Não pensem, porém, que este caso é isolado, na verdade, ele é parte de um PROJETO, uma guerra contra todos nós.  O mesmo The Intercept fez uma matéria sobre uma mulher, no estado de Alagoas, teve seu direito de interromper a gravidez por risco de vida negado, porque mesmo reconhecendo a grave perigo de morte da mãe, o juiz preferiu apostar no feto.  A incubadora defeituosa deve ser capaz de aguentar o tranco e, bem, se ela quebrar no processo, mesmo se o feto for perdido, valeu a aposta. É um jogo no qual as mulheres nunca ganham.  E eu não comentei, ia fazer o post, mas não fiz, o mesmo The Intercept publicou matéria sobre um documento  produzido pela Secretaria de Atenção Primária à Saúde, dirigida pelo mesmo Raphael Câmara, o médico da caderneta da gestante cheia de erros e justificando a violência obstétrica, apontando para um futuro interesse do governo em acionar judicialmente mulheres que fizessem aborto legal em caso de estupro, obrigando-as a provar que sofreram a violência.  Sim.  Deem mais quatro anos para esse pessoal, ou votem errado para o Congresso e vejam no que vai dar. 

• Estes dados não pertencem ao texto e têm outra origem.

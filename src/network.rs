//! Connection graph and the cycle-accurate step algorithm.
//!
//! Connections are stored input-side: each input slot holds the upstream
//! output reference, so an output fans out for free and an input can hold
//! at most one edge by construction.

use thiserror::Error;

use crate::devices::{Device, DeviceKind, DeviceState, DeviceStore, OutputRef, Signal};
use crate::names::NameId;

/// Failures from [`Network::connect`].
#[derive(Debug, Clone, Copy, PartialEq, Eq, Error)]
pub enum NetError {
    #[error("Device has not been defined.")]
    DeviceAbsent,
    #[error("Invalid output port.")]
    OutputPortAbsent,
    #[error("Invalid input port.")]
    InputPortAbsent,
    #[error("Input already has a connection.")]
    InputAlreadyConnected,
    #[error("Attempted to connect an output to an output.")]
    OutputToOutput,
    #[error("Attempted to connect an input to an input.")]
    InputToInput,
}

/// The circuit: a device store plus the step machinery that drives it in
/// lockstep discrete time.
pub struct Network {
    devices: DeviceStore,
}

impl Network {
    #[must_use]
    pub fn new(devices: DeviceStore) -> Self {
        Network { devices }
    }

    #[must_use]
    pub fn devices(&self) -> &DeviceStore {
        &self.devices
    }

    pub fn devices_mut(&mut self) -> &mut DeviceStore {
        &mut self.devices
    }

    /// Wires `(out_device, out_port)` into the input slot
    /// `(in_device, in_port)` after validating both endpoints.
    pub fn connect(
        &mut self,
        out_device: NameId,
        out_port: Option<NameId>,
        in_device: NameId,
        in_port: NameId,
    ) -> Result<(), NetError> {
        let source = self.devices.get(out_device).ok_or(NetError::DeviceAbsent)?;
        if !source.outputs.contains_key(&out_port) {
            // A named port that exists on the input side means the caller
            // wired two inputs together rather than naming a missing port.
            return match out_port {
                Some(port) if source.inputs.contains_key(&port) => Err(NetError::InputToInput),
                _ => Err(NetError::OutputPortAbsent),
            };
        }

        let sink = self.devices.get(in_device).ok_or(NetError::DeviceAbsent)?;
        if !sink.inputs.contains_key(&in_port) {
            return if sink.outputs.contains_key(&Some(in_port)) {
                Err(NetError::OutputToOutput)
            } else {
                Err(NetError::InputPortAbsent)
            };
        }
        if sink.inputs.get(&in_port).copied().flatten().is_some() {
            return Err(NetError::InputAlreadyConnected);
        }

        let reference = OutputRef {
            device: out_device,
            port: out_port,
        };
        if let Some(sink) = self.devices.get_mut(in_device) {
            sink.inputs.insert(in_port, Some(reference));
        }
        Ok(())
    }

    /// True when every input slot of every device holds a connection.
    #[must_use]
    pub fn check_all_inputs_connected(&self) -> bool {
        self.devices
            .iter()
            .all(|d| d.inputs.values().all(Option::is_some))
    }

    /// Current level of an output port.
    #[must_use]
    pub fn query_output(&self, device: NameId, port: Option<NameId>) -> Option<Signal> {
        self.devices.output_signal(device, port)
    }

    /// Level seen by one input slot: the referenced upstream output's
    /// current level, BLANK if the slot is unconnected.
    fn input_level(&self, device: &Device, port: NameId) -> Signal {
        device
            .inputs
            .get(&port)
            .copied()
            .flatten()
            .and_then(|r| self.devices.output_signal(r.device, r.port))
            .unwrap_or(Signal::Blank)
    }

    /// Advances the network by one cycle.
    ///
    /// Phase order is fixed and observable through monitors: clock
    /// pre-phase, D-type sampling, combinational settle, clock post-phase,
    /// RC update. Returns `false` if the combinational sub-network failed
    /// to settle within the iteration bound.
    pub fn step(&mut self) -> bool {
        self.clock_pre_phase();
        self.dtype_sample();
        if !self.settle() {
            return false;
        }
        self.clock_post_phase();
        self.rc_update();
        true
    }

    /// Clocks whose counter reached zero flip their stored level and emit
    /// the matching transient for the rest of this step.
    fn clock_pre_phase(&mut self) {
        for device in self.devices.iter_mut() {
            if let DeviceState::Clock { counter, level, .. } = &mut device.state {
                if *counter == 0 {
                    let going_high = *level != Signal::High;
                    *level = Signal::steady(going_high);
                    let transient = if going_high {
                        Signal::Rising
                    } else {
                        Signal::Falling
                    };
                    device.outputs.insert(None, transient);
                }
            }
        }
    }

    /// Edge-triggered D-type update. CLK must read exactly RISING for the
    /// stored bit to latch DATA; SET and CLEAR override asynchronously,
    /// with SET winning ties.
    fn dtype_sample(&mut self) {
        let ports = *self.devices.ports();
        for id in self.devices.find_by_kind(DeviceKind::DType) {
            let Some(device) = self.devices.get(id) else {
                continue;
            };
            let clk = self.input_level(device, ports.clk);
            let data = self.input_level(device, ports.data);
            let set = self.input_level(device, ports.set);
            let clear = self.input_level(device, ports.clear);

            let Some(device) = self.devices.get_mut(id) else {
                continue;
            };
            if let DeviceState::DType { memory } = &mut device.state {
                if clk == Signal::Rising {
                    *memory = Signal::steady(data.is_high());
                }
                if clear.is_high() {
                    *memory = Signal::Low;
                }
                if set.is_high() {
                    *memory = Signal::High;
                }
                let q = *memory;
                device.outputs.insert(Some(ports.q), q);
                device
                    .outputs
                    .insert(Some(ports.qbar), Signal::steady(!q.is_high()));
            }
        }
    }

    /// Re-evaluates every gate in place until a full pass changes nothing.
    ///
    /// The iteration bound caps feedback loops that have no stable point
    /// (e.g. an inverter feeding itself); exceeding it reports oscillation.
    fn settle(&mut self) -> bool {
        let gates: Vec<NameId> = self
            .devices
            .iter()
            .filter(|d| d.kind.is_gate())
            .map(|d| d.id)
            .collect();
        let max_iterations = 3 * self.devices.len() + 10;

        for _ in 0..max_iterations {
            let mut changed = false;
            for &id in &gates {
                let Some(new_level) = self.evaluate_gate(id) else {
                    continue;
                };
                let Some(device) = self.devices.get_mut(id) else {
                    continue;
                };
                if let Some(slot) = device.outputs.get_mut(&None) {
                    if *slot != new_level {
                        *slot = new_level;
                        changed = true;
                    }
                }
            }
            if !changed {
                return true;
            }
        }
        tracing::debug!(
            gates = gates.len(),
            bound = max_iterations,
            "combinational settle exceeded iteration bound"
        );
        false
    }

    fn evaluate_gate(&self, id: NameId) -> Option<Signal> {
        let device = self.devices.get(id)?;
        let total = device.inputs.len();
        let high = device
            .inputs
            .keys()
            .filter(|&&port| self.input_level(device, port).is_high())
            .count();
        let level = match device.kind {
            DeviceKind::And => Signal::steady(high == total),
            DeviceKind::Nand => Signal::steady(high != total),
            DeviceKind::Or => Signal::steady(high > 0),
            DeviceKind::Nor => Signal::steady(high == 0),
            DeviceKind::Xor => Signal::steady(high == 1),
            _ => return None,
        };
        Some(level)
    }

    /// Counters tick down; a clock that toggled this step trades its
    /// transient for the new steady level before monitors sample.
    fn clock_post_phase(&mut self) {
        for device in self.devices.iter_mut() {
            if let DeviceState::Clock {
                half_period,
                counter,
                ..
            } = &mut device.state
            {
                if *counter == 0 {
                    *counter = *half_period;
                }
                *counter -= 1;
                if let Some(out) = device.outputs.get_mut(&None) {
                    match *out {
                        Signal::Rising => *out = Signal::High,
                        Signal::Falling => *out = Signal::Low,
                        _ => {}
                    }
                }
            }
        }
    }

    /// RC outputs stay HIGH while `elapsed <= duration`, LOW after. Only
    /// `cold_startup` rewinds them.
    fn rc_update(&mut self) {
        for device in self.devices.iter_mut() {
            if let DeviceState::Rc { duration, elapsed } = &mut device.state {
                *elapsed = elapsed.saturating_add(1);
                let high = *elapsed <= *duration;
                device.outputs.insert(None, Signal::steady(high));
            }
        }
    }
}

Este mesmo governo super preocupado com as mulheres que desejam e/ou precisam interromper uma gravidez, é o mesmo que neste momento desmontou o programa Rede Cegonha sem prévia discussão com entidades ligas aos profissionais de saúde, ou a sociedade civil.  A Rede Cegonha,  programa considerado eficiente na assistência ao pré-natal, parto e puerpério, será substituído, segundo o Brasil de Fato, pelo  Rede Materno e Infantil (RAMI), que "(...) dá ênfase à atuação do médico obstetra sem contemplar ações e serviços voltados às crianças e a atuação dos médicos pediatras, além de excluir o profissional enfermeiro obstetra.".  O texto também informa que 8 em cada dez mortes de grávidas por COVID relatadas são do Brasil.  Sim, mas vamos focar na proibição do aborto em todos os casos, tornar a vida de meninas estupradas um inferno ainda maior e descuidar das que querem gestar, parir e cuidar de seus bebês com o suporte devido do Estado. 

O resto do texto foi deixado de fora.